Friday, August 02, 2013

JCPS sues school bus manufacturer over 400 "Lemons"

This from the Courier-Journal:
Saying it was sold nearly 400 “lemons,” Jefferson County Public Schools is suing a national school bus manufacturer over “major maintenance” issues involving nearly 400 buses that district officials say have cost the district more than $1 million in out-of-pocket repairs.
rust on the bottom of a JCPS school bus

The lawsuit, filed Friday in Jefferson Circuit Court against Delaware-based Navistar International Inc. and it’s Kentucky-based dealer Bluegrass International, seeks reimbursement for those repairs, in addition to future damages the district expects to incur through additional maintenance costs.
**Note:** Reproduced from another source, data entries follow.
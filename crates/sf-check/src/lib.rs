//! sf-check - Data-quality checks for Starflow
//!
//! Key checks are derived from the schema catalog so they cover engines
//! that accept but do not enforce PRIMARY KEY constraints.

pub mod generator;
pub mod runner;

pub use generator::{
    catalog_checks, generate_not_null_check, generate_row_parity_check, generate_unique_check,
    Check, CheckType,
};
pub use runner::{CheckResult, CheckRunner, CheckSummary};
The district spent paid $32 million for the 396 school buses from Bluegrass International purchased between 2005 and 2011. Typically, the district says its buses typically remain in service about 15 years before they need to be replaced, but with the problems being caused by this crop of buses, they will likely need to retired much sooner.
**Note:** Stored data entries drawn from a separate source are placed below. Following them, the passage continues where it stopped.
//! Typed INSERT ... SELECT statements
//!
//! Transform statements are built from catalog table references rather than
//! SQL text. `InsertSelect::validate` resolves every column against the
//! catalog before anything is sent to the warehouse.

use crate::error::{SchemaError, SchemaResult};
use crate::types::TableDef;
use sf_core::sql_utils::{quote_column, quote_ident};
use std::fmt;

/// Calendar part pulled out of a timestamp
#[derive(Debug, Clone, Copy, PartialEq, Eq, Hash)]
pub enum DatePart {
    Hour,
    Day,
    /// ISO week of year
    Week,
    Month,
    Year,
    /// Day of week, 0 = Sunday through 6 = Saturday
    DayOfWeek,
}

impl DatePart {
    fn keyword(self) -> &'static str {
        match self {
            DatePart::Hour => "HOUR",
            DatePart::Day => "DAY",
            DatePart::Week => "WEEK",
            DatePart::Month => "MONTH",
            DatePart::Year => "YEAR",
            DatePart::DayOfWeek => "DOW",
        }
    }
}

/// Column reference, optionally qualified by a table alias
#[derive(Debug, Clone, PartialEq, Eq)]
pub struct ColumnRef {
    pub qualifier: Option<&'static str>,
    pub column: &'static str,
}

/// Scalar or boolean expression
#[derive(Debug, Clone, PartialEq, Eq)]
pub enum Expr {
    Column(ColumnRef),
    Extract { part: DatePart, expr: Box<Expr> },
    IsNotNull(Box<Expr>),
    Eq(Box<Expr>, Box<Expr>),
    And(Vec<Expr>),
}

impl Expr {
    /// Unqualified column
    pub fn col(column: &'static str) -> Self {
        Expr::Column(ColumnRef {
            qualifier: None,
            column,
        })
    }

    /// Alias-qualified column (`e.ts`)
    pub fn qcol(qualifier: &'static str, column: &'static str) -> Self {
        Expr::Column(ColumnRef {
            qualifier: Some(qualifier),
            column,
        })
    }

    pub fn extract(self, part: DatePart) -> Self {
        Expr::Extract {
            part,
            expr: Box::new(self),
        }
    }

    pub fn is_not_null(self) -> Self {
        Expr::IsNotNull(Box::new(self))
    }

    pub fn equals(self, other: Expr) -> Self {
        Expr::Eq(Box::new(self), Box::new(other))
    }

    pub fn and(terms: Vec<Expr>) -> Self {
        Expr::And(terms)
    }

    fn columns<'a>(&'a self, out: &mut Vec<&'a ColumnRef>) {
        match self {
            Expr::Column(c) => out.push(c),
            Expr::Extract { expr, .. } | Expr::IsNotNull(expr) => expr.columns(out),
            Expr::Eq(l, r) => {
                l.columns(out);
                r.columns(out);
            }
            Expr::And(terms) => terms.iter().for_each(|t| t.columns(out)),
        }
    }
}

impl fmt::Display for Expr {
    fn fmt(&self, f: &mut fmt::Formatter<'_>) -> fmt::Result {
        match self {
            Expr::Column(c) => f.write_str(&quote_column(c.qualifier, c.column)),
            Expr::Extract { part, expr } => write!(f, "EXTRACT({} FROM {})", part.keyword(), expr),
            Expr::IsNotNull(expr) => write!(f, "{expr} IS NOT NULL"),
            Expr::Eq(l, r) => write!(f, "{l} = {r}"),
            Expr::And(terms) => {
                let rendered: Vec<String> = terms.iter().map(|t| t.to_string()).collect();
                f.write_str(&rendered.join("\n  AND "))
            }
        }
    }
}

/// A catalog table bound in FROM or JOIN
#[derive(Debug, Clone, Copy, PartialEq, Eq)]
pub struct TableRef {
    pub table: &'static TableDef,
    pub alias: Option<&'static str>,
}

impl TableRef {
    pub fn new(table: &'static TableDef) -> Self {
        Self { table, alias: None }
    }

    pub fn aliased(table: &'static TableDef, alias: &'static str) -> Self {
        Self {
            table,
            alias: Some(alias),
        }
    }
}

impl fmt::Display for TableRef {
    fn fmt(&self, f: &mut fmt::Formatter<'_>) -> fmt::Result {
        match self.alias {
            Some(alias) => write!(f, "{} AS {}", quote_ident(self.table.name), alias),
            None => f.write_str(&quote_ident(self.table.name)),
        }
    }
}

/// `LEFT JOIN <table> ON <condition>`
#[derive(Debug, Clone, PartialEq, Eq)]
pub struct Join {
    pub table: TableRef,
    pub on: Expr,
}

/// SELECT over catalog tables
#[derive(Debug, Clone, PartialEq, Eq)]
pub struct Select {
    pub distinct: bool,
    pub projections: Vec<Expr>,
    pub from: TableRef,
    pub joins: Vec<Join>,
    pub filter: Option<Expr>,
}

impl Select {
    fn scope(&self) -> Vec<TableRef> {
        std::iter::once(self.from)
            .chain(self.joins.iter().map(|j| j.table))
            .collect()
    }

    /// Resolve every column reference against the tables in scope.
    pub fn validate(&self) -> SchemaResult<()> {
        let scope = self.scope();
        let mut refs = Vec::new();
        for expr in &self.projections {
            expr.columns(&mut refs);
        }
        for join in &self.joins {
            join.on.columns(&mut refs);
        }
        if let Some(filter) = &self.filter {
            filter.columns(&mut refs);
        }

        for column in refs {
            resolve(&scope, column)?;
        }
        Ok(())
    }
}

impl fmt::Display for Select {
    fn fmt(&self, f: &mut fmt::Formatter<'_>) -> fmt::Result {
        let projections: Vec<String> = self.projections.iter().map(|p| p.to_string()).collect();
        let keyword = if self.distinct {
            "SELECT DISTINCT"
        } else {
            "SELECT"
        };
        write!(f, "{keyword} {}\nFROM {}", projections.join(",\n       "), self.from)?;
        for join in &self.joins {
            write!(f, "\nLEFT JOIN {}\n  ON {}", join.table, join.on)?;
        }
        if let Some(filter) = &self.filter {
            write!(f, "\nWHERE {filter}")?;
        }
        Ok(())
    }
}

fn resolve(scope: &[TableRef], column: &ColumnRef) -> SchemaResult<&'static TableDef> {
    match column.qualifier {
        Some(alias) => {
            let bound = scope
                .iter()
                .find(|t| t.alias == Some(alias))
                .ok_or_else(|| SchemaError::UnknownAlias {
                    alias: alias.to_string(),
                })?;
            bound
                .table
                .column(column.column)
                .map(|_| bound.table)
                .ok_or_else(|| SchemaError::UnknownColumn {
                    table: bound.table.name.to_string(),
                    column: column.column.to_string(),
                })
        }
        None => {
            let owners: Vec<&'static TableDef> = scope
                .iter()
                .map(|t| t.table)
                .filter(|t| t.column(column.column).is_some())
                .collect();
            match owners.as_slice() {
                [owner] => Ok(*owner),
                [] => Err(SchemaError::UnknownColumn {
                    table: scope
                        .iter()
                        .map(|t| t.table.name)
                        .collect::<Vec<_>>()
                        .join(", "),
                    column: column.column.to_string(),
                }),
                many => Err(SchemaError::AmbiguousColumn {
                    column: column.column.to_string(),
                    tables: many.iter().map(|t| t.name).collect::<Vec<_>>().join(", "),
                }),
            }
        }
    }
}

/// `INSERT INTO <target> (<columns>) <select>`
#[derive(Debug, Clone, PartialEq, Eq)]
pub struct InsertSelect {
    pub target: &'static TableDef,
    pub columns: Vec<&'static str>,
    pub select: Select,
}

impl InsertSelect {
    /// Check the statement against the catalog: target columns exist and
    /// are insertable, the projection lines up, and the SELECT resolves.
    pub fn validate(&self) -> SchemaResult<()> {
        for name in &self.columns {
            let column = self
                .target
                .column(name)
                .ok_or_else(|| SchemaError::UnknownColumn {
                    table: self.target.name.to_string(),
                    column: name.to_string(),
                })?;
            if column.identity.is_some() {
                return Err(SchemaError::IdentityColumnInsert {
                    table: self.target.name.to_string(),
                    column: name.to_string(),
                });
            }
        }

        if self.columns.len() != self.select.projections.len() {
            return Err(SchemaError::ColumnCountMismatch {
                table: self.target.name.to_string(),
                expected: self.columns.len(),
                found: self.select.projections.len(),
            });
        }

        self.select.validate()
    }

    /// Render the statement. The same text runs on every supported dialect.
    pub fn to_sql(&self) -> String {
        let columns: Vec<String> = self.columns.iter().map(|c| quote_ident(c)).collect();
        format!(
            "INSERT INTO {} ({})\n{}",
            quote_ident(self.target.name),
            columns.join(", "),
            self.select
        )
    }
}

#[cfg(test)]
#[path = "statement_test.rs"]
mod tests;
“These buses have not lived up to the warranties that were made when we purchased them,” said Byron Leet, an attorney representing JCPS. “They are not going to last as long as they should have lasted, the district has spent a considerable amount of time and money on them, and the damages are continuing as time progresses.”

District officials say despite the maintenance problems being caused by faulty engines and other issues, the buses are still safe to transport students and they don’t expect any of the issues to prevent the buses from being used as the first day of school approaches on Aug. 20.
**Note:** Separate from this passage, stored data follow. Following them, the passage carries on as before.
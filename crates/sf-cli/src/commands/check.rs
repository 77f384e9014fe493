//! Check command implementation

use anyhow::Result;

use crate::cli::{CheckArgs, GlobalArgs, OutputFormat};
use crate::commands::common::{print_checks, print_json, ExitCode, EXIT_CHECKS_FAILED};
use crate::context::RuntimeContext;

/// Run the catalog checks against the current tables
pub async fn execute(args: &CheckArgs, global: &GlobalArgs) -> Result<()> {
    let ctx = RuntimeContext::new(global)?;
    let sample_limit = args.sample_limit.unwrap_or(ctx.config.checks.sample_limit);
    let checks = ctx.pipeline()?.check(sample_limit).await;

    match args.output {
        OutputFormat::Json => print_json(&checks)?,
        OutputFormat::Text => {
            println!("Running {} checks...\n", checks.summary.total);
            print_checks(&checks);
        }
    }

    if checks.summary.all_passed() {
        Ok(())
    } else {
        Err(ExitCode(EXIT_CHECKS_FAILED).into())
    }
}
“The buses pose no safety threat to our student because of the extensive preventative maintenance that we are having to perform on them,” said Michael Raisor, chief operating officer for JCPS. “This is a service and reliability issue -- we are spending twice the amount of time as we should on these buses and we’ve spent over $1 million out of pocket so far to fix them.”

Steve Schrier, a spokesman with Navistar International, said Friday his company does not comment on pending litigation.

According to its website, Navistar is a leading manufacturer of commercial trucks, buses, defense vehicles and engines; it says its buses transport 26 million children to and from school daily.


Anonymous said...

396 lemons over a six year period? Come on, that doesn't make any sense. Why would a company knowingly sell "lemons" to one of its biggest buyers? Equally, why would JCPS keep buying these "lemons" from the company over a six year period if they were having these problems?

Are other schools reporting similar short commings because if so, it hasn't been publically reported.

Sounds to me like there is as much a problem at the garage (or maybe its financial books or staffing records) as there is with the buses. Maybe somebody in house started questioning why the maintenance staff was getting paid twice as much as in the past. Worse yet maybe they were reporting the hours and not doing the required work which resulted in the mass failure of hundreds of buses from what is generally considered a reliable vendor.

We need to send the Commissioner down to JCPS bus garages and check for possible transportation genocide.

Francisco Carrillo said...

This is still an existing problem all over the US with the MaxxForce7 engine. The problem is the type of exhaust filtering regeneration that is done inside the engine resulting in fuel traveling down to oul pan.all international is doing is ECM updates, they know the problem. They know they need to remove the regeneration system and install it outside of the engine. But they wont admit it and they wont ever repair it. The whole developing team has been fired and now international is replacing this engines with an outside vendor, Cummins.